Сын взъерошил зачесанные назад волосы. Его юное лицо имело весьма решительное выражение.
— Сказать?
Миссис Райдер кивнула головой.
— Скажи ему, Джек, что я к нему приеду, куда он только захочет. Скажи: я ожидала, что он так и сделает — уедет куда-нибудь и позовет меня. А здесь… Это очень трудно… — Она закрыла рот рукой.
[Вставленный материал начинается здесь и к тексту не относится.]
// ─── Tests ──────────────────────────────────────────────────────────────

#[cfg(test)]
mod tests {
    use super::*;
    use crate::dispatcher::Dispatcher;
    use crate::error::ErrorKind;
    use crate::marshal::{ArgType, Param, Returns};
    use crate::namespace::Namespace;
    use crate::registry::{Domain, Operation, Registry};
    use serde_json::json;

    /// Replays a fixed list of steps and records what it was resumed with.
    struct Scripted {
        steps: Vec<GuestStep>,
        seen: Arc<std::sync::Mutex<Vec<Vec<CallOutcome>>>>,
        init: Arc<std::sync::Mutex<Option<ScriptInit>>>,
    }

    impl Scripted {
        fn new(steps: Vec<GuestStep>) -> Self {
            Self {
                steps: steps.into_iter().rev().collect(),
                seen: Arc::default(),
                init: Arc::default(),
            }
        }

        fn next(&mut self) -> Result<GuestStep, BridgeError> {
            self.steps
                .pop()
                .ok_or_else(|| BridgeError::Protocol("out of steps".into()))
        }
    }

    impl ScriptGuest for Scripted {
        fn name(&self) -> &str {
            "scripted"
        }

        fn start(&mut self, init: &ScriptInit) -> Result<GuestStep, BridgeError> {
            *self.init.lock().unwrap() = Some(init.clone());
            self.next()
        }

        fn resume(&mut self, outcomes: &[CallOutcome]) -> Result<GuestStep, BridgeError> {
            self.seen.lock().unwrap().push(outcomes.to_vec());
            self.next()
        }
    }

    fn step(calls: Value) -> GuestStep {
        serde_json::from_value(json!({ "calls": calls })).unwrap()
    }

    fn done(result: Value) -> GuestStep {
        GuestStep {
            done: true,
            result,
            ..GuestStep::default()
        }
    }

    fn projection() -> Arc<Projection> {
        let registry = Registry::new();
        registry
            .register(
                Operation::inline(Domain::System, "echo", |args| {
                    Ok(args.get("value").cloned().unwrap_or(Value::Null))
                })
                .param(Param::required("value", ArgType::int()))
                .returns(Returns::Int),
            )
            .unwrap();
        registry
            .register(
                Operation::task(Domain::Sound, "wait", |_| async {
                    std::future::pending::<()>().await;
                    Ok(Value::Null)
                }),
            )
            .unwrap();
        let namespace = Namespace::new()
            .child(
                "system",
                Namespace::new().method("echo", "system.echo"),
            )
            .child("sound", Namespace::new().method("wait", "sound.wait"));
        let dispatcher = Dispatcher::new(Arc::new(registry));
        Arc::new(Projection::new(namespace, dispatcher).unwrap())
    }

    #[test]
    fn test_sanitize_log_message() {
        assert_eq!(sanitize_log_message("hello world"), "hello world");
        assert_eq!(sanitize_log_message("line1\nline2"), "line1\nline2");
        assert_eq!(sanitize_log_message("bad\x00\x1b[31mchars"), "bad[31mchars");
        let long = "x".repeat(3000);
        let result = sanitize_log_message(&long);
        assert!(result.len() < 3000);
        assert!(result.ends_with("… (truncated)"));
    }

    #[test]
    fn test_outcome_serialization() {
        let ok = serde_json::to_value(CallOutcome::from_result(1, Ok(Value::Null))).unwrap();
        assert_eq!(ok, json!({ "id": 1, "ok": true, "value": null }));
        let err = serde_json::to_value(CallOutcome::from_result(
            2,
            Err(OpError::argument("index", "must be an integer")),
        ))
        .unwrap();
        assert_eq!(err["ok"], false);
        assert_eq!(err["error"]["kind"], "ArgumentError");
        assert_eq!(err["error"]["parameter"], "index");
    }

    #[tokio::test]
    async fn test_session_round_trip() {
        let guest = Scripted::new(vec![
            step(json!([
                { "id": 1, "method": "rb.system.echo", "args": [7] },
                { "id": 2, "method": "system.nope" },
                { "id": 3, "method": "system.echo", "args": [] }
            ])),
            done(json!("finished")),
        ]);
        let seen = guest.seen.clone();
        let init = guest.init.clone();

        let result = ScriptSession::new(guest, projection(), 10)
            .run(json!({ "user": "x" }))
            .await
            .unwrap();
        assert_eq!(result, json!("finished"));

        let init = init.lock().unwrap().clone().unwrap();
        assert_eq!(init.input, json!({ "user": "x" }));
        assert!(init.namespace["system"]["echo"].is_object());

        let seen = seen.lock().unwrap();
        assert_eq!(seen.len(), 1);
        let outcomes = &seen[0];
        assert_eq!(outcomes.iter().map(|o| o.id).collect::<Vec<_>>(), vec![1, 2, 3]);
        assert_eq!(outcomes[0].value, Some(json!(7)));
        assert_eq!(
            outcomes[1].error.as_ref().unwrap().kind,
            ErrorKind::UnknownOperation
        );
        assert_eq!(
            outcomes[2].error.as_ref().unwrap().kind,
            ErrorKind::ArgumentError
        );
    }

    #[tokio::test]
    async fn test_protocol_violations() {
        let guest = Scripted::new(vec![GuestStep::default()]);
        let err = ScriptSession::new(guest, projection(), 10)
            .run(Value::Null)
            .await
            .unwrap_err();
        assert!(matches!(err, BridgeError::Protocol(_)));

        let mut finished = done(Value::Null);
        finished.calls = step(json!([{ "id": 1, "method": "system.echo", "args": [1] }])).calls;
        let err = ScriptSession::new(Scripted::new(vec![finished]), projection(), 10)
            .run(Value::Null)
            .await
            .unwrap_err();
        assert!(matches!(err, BridgeError::Protocol(_)));

        let dup = step(json!([
            { "id": 4, "method": "system.echo", "args": [1] },
            { "id": 4, "method": "system.echo", "args": [2] }
        ]));
        let err = ScriptSession::new(Scripted::new(vec![dup]), projection(), 10)
            .run(Value::Null)
            .await
            .unwrap_err();
        assert!(matches!(err, BridgeError::Protocol(ref m) if m.contains("duplicate")));
    }

    #[tokio::test]
    async fn test_turn_limit() {
        let call = || step(json!([{ "id": 1, "method": "system.echo", "args": [1] }]));
        let guest = Scripted::new(vec![call(), call(), call(), call()]);
        let err = ScriptSession::new(guest, projection(), 3)
            .run(Value::Null)
            .await
            .unwrap_err();
        assert!(matches!(err, BridgeError::TurnLimit { turns: 3, .. }));
    }

    /// Blocks in `start` until the test opens the gate.
    struct Gated {
        gate: std::sync::mpsc::Receiver<()>,
    }

    impl ScriptGuest for Gated {
        fn name(&self) -> &str {
            "gated"
        }

        fn start(&mut self, _init: &ScriptInit) -> Result<GuestStep, BridgeError> {
            self.gate
                .recv_timeout(std::time::Duration::from_secs(5))
                .map_err(|_| BridgeError::Protocol("gate never opened".into()))?;
            Ok(done(json!("through")))
        }

        fn resume(&mut self, _outcomes: &[CallOutcome]) -> Result<GuestStep, BridgeError> {
            Err(BridgeError::Protocol("not resumable".into()))
        }
    }

    #[tokio::test]
    async fn test_blocking_guest_leaves_runtime_free() {
        // Single-threaded runtime: a guest step run inline would keep the
        // gate from ever being opened.
        let (open, gate) = std::sync::mpsc::channel();
        let run = tokio::spawn(ScriptSession::new(Gated { gate }, projection(), 10).run(Value::Null));
        tokio::task::yield_now().await;
        tokio::time::sleep(std::time::Duration::from_millis(20)).await;

        let status = projection().call("system.echo", vec![json!(3)]).await.unwrap();
        assert_eq!(status, json!(3));
        open.send(()).unwrap();
        assert_eq!(run.await.unwrap().unwrap(), json!("through"));
    }

    #[tokio::test]
    async fn test_dropping_session_cancels_calls() {
        let projection = projection();
        let guest = Scripted::new(vec![step(json!([{ "id": 1, "method": "sound.wait" }]))]);
        let session = ScriptSession::new(guest, projection.clone(), 10);

        let run = tokio::spawn(session.run(Value::Null));
        for _ in 0..50 {
            if projection.dispatcher().pending_count() == 1 {
                break;
            }
            tokio::task::yield_now().await;
        }
        assert_eq!(projection.dispatcher().pending_count(), 1);
        run.abort();
        let _ = run.await;
        assert_eq!(projection.dispatcher().pending_count(), 0);
    }
}
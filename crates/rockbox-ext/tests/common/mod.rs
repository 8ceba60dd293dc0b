// Shared test utilities for integration tests
use std::path::Path;
use std::sync::Arc;

use rockbox_audio::HttpEngine;
use rockbox_ext::{Bridge, BridgeConfig};
use rockbox_library::{DatabaseConfig, Library};
use wiremock::matchers::{method, path};
use wiremock::{Mock, MockServer, ResponseTemplate};

pub const TRACKS: [&str; 3] = [
    "Air/Moon Safari/01 La femme d'argent.flac",
    "Air/Moon Safari/02 Sexy Boy.flac",
    "Air/Moon Safari/03 All I Need.flac",
];

/// A daemon stand-in that accepts every command and reports position 0.
pub async fn engine_server() -> MockServer {
    let server = MockServer::start().await;
    Mock::given(method("GET"))
        .and(path("/file_position"))
        .respond_with(
            ResponseTemplate::new(200).set_body_json(serde_json::json!({ "position": 0, "elapsed": 0 })),
        )
        .mount(&server)
        .await;
    Mock::given(method("PUT"))
        .respond_with(ResponseTemplate::new(200))
        .mount(&server)
        .await;
    server
}

/// Music library with three tracks under `tmp_dir/Music`.
pub fn music_dir(tmp_dir: &Path) -> std::path::PathBuf {
    let root = tmp_dir.join("Music");
    std::fs::create_dir_all(root.join("Air/Moon Safari")).unwrap();
    for track in TRACKS {
        std::fs::write(root.join(track), b"not really flac").unwrap();
    }
    root
}

/// A bridge over the HTTP engine at `server` and an empty in-memory index.
pub async fn test_bridge(server: &MockServer, tmp_dir: &Path) -> Bridge {
    let engine = HttpEngine::with_base_url(&server.uri(), 5).unwrap();
    let db = rockbox_library::connect(&DatabaseConfig::in_memory())
        .await
        .unwrap();
    rockbox_library::create_schema(&db).await.unwrap();

    let config = BridgeConfig::new(music_dir(tmp_dir), tmp_dir.join("state"));
    Bridge::new(config, Arc::new(engine), Arc::new(Library::new(db)))
        .await
        .unwrap()
}

/// Paths of the PUT commands the engine received, in order.
pub async fn engine_commands(server: &MockServer) -> Vec<String> {
    server
        .received_requests()
        .await
        .unwrap_or_default()
        .into_iter()
        .filter(|r| r.method.as_str() == "PUT")
        .map(|r| r.url.path().trim_start_matches('/').to_string())
        .collect()
}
— Конечно, мама! Я его заставлю понять. Но прислуге пока ни слова. А вдруг уехать придется нам? Ведь это его дом.
— Это правда, мама?
— Да. Я купила дом на его деньги по доверенности, которую он оставил.
— Ох, это ужасно!
— Все ужасно, но мы должны подумать и о нем.
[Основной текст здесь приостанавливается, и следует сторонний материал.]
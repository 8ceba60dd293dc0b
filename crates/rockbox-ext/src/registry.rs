//! Capability registry: the authoritative table of operations.
//!
//! Domains register their operations during initialization; `freeze()` ends
//! that phase. Lookups after freezing never contend with writers.

use std::collections::{HashMap, HashSet};
use std::future::Future;
use std::pin::Pin;
use std::sync::atomic::{AtomicBool, Ordering};
use std::sync::{Arc, RwLock};

use serde_json::Value;

use crate::error::{ErrorKind, OpError, RegistryError};
use crate::marshal::{Args, Param, Presence, Returns};

/// Capability area an operation belongs to. Each domain gets its own
/// dispatcher lane.
#[derive(Debug, Clone, Copy, PartialEq, Eq, Hash, PartialOrd, Ord)]
pub enum Domain {
    Playback,
    Playlist,
    Library,
    Settings,
    System,
    Browse,
    Sound,
}

impl Domain {
    pub fn as_str(&self) -> &'static str {
        match self {
            Domain::Playback => "playback",
            Domain::Playlist => "playlist",
            Domain::Library => "library",
            Domain::Settings => "settings",
            Domain::System => "system",
            Domain::Browse => "browse",
            Domain::Sound => "sound",
        }
    }
}

impl std::fmt::Display for Domain {
    fn fmt(&self, f: &mut std::fmt::Formatter<'_>) -> std::fmt::Result {
        f.write_str(self.as_str())
    }
}

/// How the dispatcher runs a handler.
#[derive(Debug, Clone, Copy, PartialEq, Eq)]
pub enum Execution {
    /// Pure state read, completed on the calling turn when the lane is idle.
    Inline,
    /// May block; runs on the domain's lane inside a spawned task.
    Task,
}

pub type OpFuture = Pin<Box<dyn Future<Output = Result<Value, OpError>> + Send>>;

pub type InlineFn = dyn Fn(Args) -> Result<Value, OpError> + Send + Sync;
pub type TaskFn = dyn Fn(Args) -> OpFuture + Send + Sync;

#[derive(Clone)]
pub enum Handler {
    Inline(Arc<InlineFn>),
    Task(Arc<TaskFn>),
}

/// One host-callable operation. Immutable once registered.
pub struct Operation {
    pub name: String,
    pub domain: Domain,
    pub params: Vec<Param>,
    pub returns: Returns,
    pub failures: Vec<ErrorKind>,
    pub handler: Handler,
}

impl std::fmt::Debug for Operation {
    fn fmt(&self, f: &mut std::fmt::Formatter<'_>) -> std::fmt::Result {
        f.debug_struct("Operation")
            .field("name", &self.name)
            .field("domain", &self.domain)
            .field("params", &self.params)
            .field("returns", &self.returns)
            .field("failures", &self.failures)
            .field("execution", &self.execution())
            .finish_non_exhaustive()
    }
}

impl Operation {
    /// An inline operation named `<domain>.<method>`.
    pub fn inline<F>(domain: Domain, method: &str, handler: F) -> Self
    where
        F: Fn(Args) -> Result<Value, OpError> + Send + Sync + 'static,
    {
        Self::new(domain, method, Handler::Inline(Arc::new(handler)))
    }

    /// A task operation named `<domain>.<method>`.
    pub fn task<F, Fut>(domain: Domain, method: &str, handler: F) -> Self
    where
        F: Fn(Args) -> Fut + Send + Sync + 'static,
        Fut: Future<Output = Result<Value, OpError>> + Send + 'static,
    {
        let handler: Arc<TaskFn> = Arc::new(move |args| Box::pin(handler(args)) as OpFuture);
        Self::new(domain, method, Handler::Task(handler))
    }

    fn new(domain: Domain, method: &str, handler: Handler) -> Self {
        Self {
            name: format!("{domain}.{method}"),
            domain,
            params: Vec::new(),
            returns: Returns::Void,
            failures: Vec::new(),
            handler,
        }
    }

    pub fn param(mut self, param: Param) -> Self {
        self.params.push(param);
        self
    }

    pub fn returns(mut self, returns: Returns) -> Self {
        self.returns = returns;
        self
    }

    pub fn fails(mut self, kinds: &[ErrorKind]) -> Self {
        self.failures.extend_from_slice(kinds);
        self
    }

    pub fn execution(&self) -> Execution {
        match self.handler {
            Handler::Inline(_) => Execution::Inline,
            Handler::Task(_) => Execution::Task,
        }
    }

    /// The method part of the name.
    pub fn method(&self) -> &str {
        self.name
            .split_once('.')
            .map(|(_, m)| m)
            .unwrap_or(&self.name)
    }

    /// Whether a handler may fail with `kind` without it being a bug.
    pub fn declares(&self, kind: ErrorKind) -> bool {
        kind.is_implicit() || self.failures.contains(&kind)
    }

    fn validate(&self) -> Result<(), RegistryError> {
        let invalid = |reason: String| RegistryError::InvalidSchema {
            operation: self.name.clone(),
            reason,
        };

        let mut seen = HashSet::new();
        let mut optional_seen = false;
        for param in &self.params {
            if !seen.insert(param.name.as_str()) {
                return Err(invalid(format!("duplicate parameter `{}`", param.name)));
            }
            if param.is_required() {
                if optional_seen {
                    return Err(invalid(format!(
                        "required parameter `{}` follows an optional one",
                        param.name
                    )));
                }
            } else {
                optional_seen = true;
            }
            if let Presence::Default(default) = &param.presence {
                param.ty.check(&param.name, default).map_err(|e| {
                    invalid(format!("default of `{}` is invalid: {e}", param.name))
                })?;
            }
        }
        Ok(())
    }
}

// ─── Registry ───────────────────────────────────────────────────────────

/// Operation table keyed by `<domain>.<method>`.
#[derive(Default)]
pub struct Registry {
    ops: RwLock<HashMap<String, Arc<Operation>>>,
    frozen: AtomicBool,
}

impl std::fmt::Debug for Registry {
    fn fmt(&self, f: &mut std::fmt::Formatter<'_>) -> std::fmt::Result {
        f.debug_struct("Registry")
            .field("operations", &self.len())
            .field("frozen", &self.is_frozen())
            .finish()
    }
}

impl Registry {
    pub fn new() -> Self {
        Self::default()
    }

    pub fn register(&self, op: Operation) -> Result<(), RegistryError> {
        if self.is_frozen() {
            return Err(RegistryError::RegistryFrozen(op.name));
        }
        op.validate()?;

        let mut ops = self.ops.write().unwrap_or_else(|e| e.into_inner());
        if ops.contains_key(&op.name) {
            return Err(RegistryError::DuplicateOperation(op.name));
        }
        tracing::debug!(op = %op.name, execution = ?op.execution(), "operation registered");
        ops.insert(op.name.clone(), Arc::new(op));
        Ok(())
    }

    pub fn resolve(&self, name: &str) -> Option<Arc<Operation>> {
        self.ops
            .read()
            .unwrap_or_else(|e| e.into_inner())
            .get(name)
            .cloned()
    }

    pub fn freeze(&self) {
        self.frozen.store(true, Ordering::Release);
    }

    pub fn is_frozen(&self) -> bool {
        self.frozen.load(Ordering::Acquire)
    }

    /// Domains with at least one operation, in declaration order.
    pub fn domains(&self) -> Vec<Domain> {
        let mut domains: Vec<Domain> = self
            .ops
            .read()
            .unwrap_or_else(|e| e.into_inner())
            .values()
            .map(|op| op.domain)
            .collect::<HashSet<_>>()
            .into_iter()
            .collect();
        domains.sort();
        domains
    }

    /// Registered operation names, sorted.
    pub fn names(&self) -> Vec<String> {
        let mut names: Vec<String> = self
            .ops
            .read()
            .unwrap_or_else(|e| e.into_inner())
            .keys()
            .cloned()
            .collect();
        names.sort();
        names
    }

    pub fn len(&self) -> usize {
        self.ops.read().unwrap_or_else(|e| e.into_inner()).len()
    }

    pub fn is_empty(&self) -> bool {
        self.len() == 0
    }
}

// ─── Tests ──────────────────────────────────────────────────────────────
//! Bridge error types.
//!
//! `OpError` is what a single operation call settles with and is the only
//! error a script ever sees (as a `ScriptError`). `RegistryError` covers
//! initialization, `BridgeError` everything the host does around scripts.

use rockbox_audio::AudioError;
use serde::{Deserialize, Serialize};
use thiserror::Error;

/// Script-visible failure kinds.
#[derive(Debug, Clone, Copy, PartialEq, Eq, Hash, Serialize, Deserialize)]
pub enum ErrorKind {
    UnknownOperation,
    ArgumentError,
    PathNotFound,
    NotADirectory,
    InvalidStateTransition,
    StorageError,
    InternalError,
    Cancelled,
}

impl ErrorKind {
    pub fn as_str(&self) -> &'static str {
        match self {
            ErrorKind::UnknownOperation => "UnknownOperation",
            ErrorKind::ArgumentError => "ArgumentError",
            ErrorKind::PathNotFound => "PathNotFound",
            ErrorKind::NotADirectory => "NotADirectory",
            ErrorKind::InvalidStateTransition => "InvalidStateTransition",
            ErrorKind::StorageError => "StorageError",
            ErrorKind::InternalError => "InternalError",
            ErrorKind::Cancelled => "Cancelled",
        }
    }

    /// Kinds any operation may fail with, whatever it declares.
    pub fn is_implicit(&self) -> bool {
        matches!(
            self,
            ErrorKind::ArgumentError | ErrorKind::InternalError | ErrorKind::Cancelled
        )
    }
}

impl std::fmt::Display for ErrorKind {
    fn fmt(&self, f: &mut std::fmt::Formatter<'_>) -> std::fmt::Result {
        f.write_str(self.as_str())
    }
}

#[derive(Error, Debug, Clone, PartialEq)]
pub enum OpError {
    #[error("unknown operation: {0}")]
    UnknownOperation(String),

    #[error("invalid argument `{parameter}`: {reason}")]
    Argument { parameter: String, reason: String },

    #[error("path not found: {0}")]
    PathNotFound(String),

    #[error("not a directory: {0}")]
    NotADirectory(String),

    #[error("invalid state transition: {0}")]
    InvalidStateTransition(String),

    #[error("storage error: {0}")]
    Storage(String),

    #[error("internal error: {0}")]
    Internal(String),

    #[error("call cancelled")]
    Cancelled,
}

impl OpError {
    pub fn argument(parameter: impl Into<String>, reason: impl Into<String>) -> Self {
        OpError::Argument {
            parameter: parameter.into(),
            reason: reason.into(),
        }
    }

    pub fn kind(&self) -> ErrorKind {
        match self {
            OpError::UnknownOperation(_) => ErrorKind::UnknownOperation,
            OpError::Argument { .. } => ErrorKind::ArgumentError,
            OpError::PathNotFound(_) => ErrorKind::PathNotFound,
            OpError::NotADirectory(_) => ErrorKind::NotADirectory,
            OpError::InvalidStateTransition(_) => ErrorKind::InvalidStateTransition,
            OpError::Storage(_) => ErrorKind::StorageError,
            OpError::Internal(_) => ErrorKind::InternalError,
            OpError::Cancelled => ErrorKind::Cancelled,
        }
    }

    /// The serialized form handed back to scripts.
    pub fn to_script(&self) -> ScriptError {
        let parameter = match self {
            OpError::Argument { parameter, .. } => Some(parameter.clone()),
            _ => None,
        };
        ScriptError {
            kind: self.kind(),
            message: self.to_string(),
            parameter,
        }
    }
}

impl From<AudioError> for OpError {
    fn from(e: AudioError) -> Self {
        tracing::error!("audio engine failure: {e}");
        OpError::Internal("audio engine unavailable".into())
    }
}

impl From<rockbox_library::sea_orm::DbErr> for OpError {
    fn from(e: rockbox_library::sea_orm::DbErr) -> Self {
        tracing::error!("library index failure: {e}");
        OpError::Internal("library index unavailable".into())
    }
}

/// A structured error as seen from script code.
#[derive(Debug, Clone, PartialEq, Serialize, Deserialize)]
pub struct ScriptError {
    pub kind: ErrorKind,
    pub message: String,
    #[serde(default, skip_serializing_if = "Option::is_none")]
    pub parameter: Option<String>,
}

#[derive(Error, Debug, Clone, PartialEq)]
pub enum RegistryError {
    #[error("operation already registered: {0}")]
    DuplicateOperation(String),

    #[error("registry is frozen, cannot register {0}")]
    RegistryFrozen(String),

    #[error("invalid schema for {operation}: {reason}")]
    InvalidSchema { operation: String, reason: String },

    #[error("namespace conflict at {0}")]
    NamespaceConflict(String),

    #[error("{path} is bound to unregistered operation {operation}")]
    UnknownBinding { path: String, operation: String },
}

#[derive(Error, Debug)]
pub enum BridgeError {
    #[error("registry error: {0}")]
    Registry(#[from] RegistryError),

    #[error("sandbox error: {0}")]
    Sandbox(String),

    #[error("execution timeout: script {0} exceeded fuel limit")]
    FuelExhausted(String),

    #[error("memory limit exceeded: script {0}")]
    MemoryExceeded(String),

    #[error("guest protocol violation: {0}")]
    Protocol(String),

    #[error("script {script} did not finish within {turns} turns")]
    TurnLimit { script: String, turns: usize },

    #[error("audio engine error: {0}")]
    Audio(#[from] AudioError),

    #[error("database error: {0}")]
    Database(#[from] rockbox_library::sea_orm::DbErr),

    #[error("io error: {0}")]
    Io(#[from] std::io::Error),

    #[error("serialization error: {0}")]
    Serialization(#[from] serde_json::Error),

    #[error("TOML parse error: {0}")]
    TomlParse(#[from] toml::de::Error),
}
Девушка откинула со лба свои пушистые волосы.
— Действительно, похоже на то, что мы оказали ему холодный прием! Но отец был всегда такой замкнутый. Не может же он ожидать, что мы вот так сразу начнем слюни распускать. Если ему было плохо, то и нам не лучше.
— Ну, идти мне?
— Да, отнеси ему кофе. Торопись, мой мальчик, и будь с ним поласковей.
Сын с выражением юношеской непримиримости ответил:
— Да, я знаю, как говорить с ним! — И вышел.
— Мама! Не смотри так!
— А как мне смотреть? Улыбаться?
— Нет, улыбаться не надо… Это он улыбается. Ты лучше поплачь, тебе надо выплакаться.
2
Бывший № 299 сидел в ванной и сквозь пар и дым от сигареты с улыбкой разглядывал большой палец на ноге. Из воды торчал черный от недавнего ушиба ноготь.
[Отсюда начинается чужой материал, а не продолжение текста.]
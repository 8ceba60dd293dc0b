use std::path::PathBuf;
use std::process::ExitCode;

use clap::{Parser, Subcommand};
use rockbox_ext::{Bridge, BridgeError, SandboxConfig, ScriptSandbox};
use serde_json::Value;
use tracing_subscriber::layer::SubscriberExt;
use tracing_subscriber::util::SubscriberInitExt;

#[derive(Parser)]
#[command(author, version, about = "Run sandboxed scripts against a Rockbox player", long_about = None)]
struct Cli {
    #[command(subcommand)]
    command: Commands,
}

#[derive(Subcommand)]
enum Commands {
    /// Run a WASM script to completion and print its result
    Run {
        /// Script module exporting `start` and `resume`
        wasm: PathBuf,
        /// JSON value handed to the script as its input
        #[arg(value_parser = parse_json, default_value = "null")]
        input: Value,
    },
    /// Print TypeScript declarations for the `rb` namespace
    Types,
    /// Print the `rb` namespace as JSON
    Describe,
}

fn parse_json(raw: &str) -> Result<Value, String> {
    serde_json::from_str(raw).map_err(|e| format!("input is not JSON: {e}"))
}

async fn run(command: Commands) -> Result<(), BridgeError> {
    let bridge = Bridge::from_env().await?;

    match command {
        Commands::Types => print!("{}", bridge.projection().typescript()),
        Commands::Describe => println!("{}", serde_json::to_string_pretty(&bridge.projection().describe())?),
        Commands::Run { wasm, input } => {
            let sandbox = ScriptSandbox::load(&wasm, SandboxConfig::from_env())?;
            tracing::info!(script = %wasm.display(), "running script");
            let session = bridge.session(sandbox);

            let outcome = tokio::select! {
                result = session.run(input) => Some(result),
                _ = tokio::signal::ctrl_c() => None,
            };
            bridge.shutdown().await;

            match outcome {
                Some(result) => println!("{}", serde_json::to_string_pretty(&result?)?),
                None => tracing::warn!("interrupted; outstanding calls cancelled"),
            }
        }
    }
    Ok(())
}

#[tokio::main]
async fn main() -> ExitCode {
    dotenvy::dotenv().ok();

    tracing_subscriber::registry()
        .with(tracing_subscriber::fmt::layer().with_writer(std::io::stderr))
        .with(tracing_subscriber::EnvFilter::from_default_env())
        .init();

    let cli = Cli::parse();
    match run(cli.command).await {
        Ok(()) => ExitCode::SUCCESS,
        Err(e) => {
            tracing::error!("{e}");
            ExitCode::FAILURE
        }
    }
}

#[cfg(test)]
mod tests {
    use super::*;
    use clap::CommandFactory;

    #[test]
    fn test_cli_definition() {
        Cli::command().debug_assert();
    }

    #[test]
    fn test_parse_subcommands() {
        let cli = Cli::try_parse_from(["rockbox-script", "types"]).unwrap();
        assert!(matches!(cli.command, Commands::Types));
        let cli = Cli::try_parse_from(["rockbox-script", "describe"]).unwrap();
        assert!(matches!(cli.command, Commands::Describe));

        let cli = Cli::try_parse_from(["rockbox-script", "run", "party.wasm", r#"{"shuffle":true}"#]).unwrap();
        match cli.command {
            Commands::Run { wasm, input } => {
                assert_eq!(wasm, PathBuf::from("party.wasm"));
                assert_eq!(input["shuffle"], true);
            }
            _ => panic!("expected a run command"),
        }

        let cli = Cli::try_parse_from(["rockbox-script", "run", "party.wasm"]).unwrap();
        assert!(matches!(cli.command, Commands::Run { input: Value::Null, .. }));
    }

    #[test]
    fn test_parse_errors() {
        assert!(Cli::try_parse_from(["rockbox-script"]).is_err());
        let err = Cli::try_parse_from(["rockbox-script", "run", "a.wasm", "{not json"])
            .err()
            .unwrap();
        assert!(err.to_string().contains("not JSON"));
        assert!(Cli::try_parse_from(["rockbox-script", "types", "extra"]).is_err());
    }
}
Доктор Райдер взял кофейную чашечку из рук сына.
— Целых два года и девять месяцев я предвкушал эту минуту, Джек… но она превосходит все мои мечты.
— Отец… я должен….
— Хороший кофе, табак, горячая вода — величайшие блага на земле. Полчасика проведешь здесь — и чист, как стеклышко, телом и душой!
— Отец…
— Что? Ты можешь еще что-нибудь к этому добавить?
— Мы… мы живем здесь уже почти два года…
— Меньше, чем я был там. Вам здесь нравится?
— Да.
— А мне там не нравилось. Ты изучаешь медицину?
— Нет. Ботанику.
— Отлично. Тебе не придется иметь дело с людьми.
— Мне обещают работу в здешнем ботаническом саду с начала будущего года. И я… я помолвлен.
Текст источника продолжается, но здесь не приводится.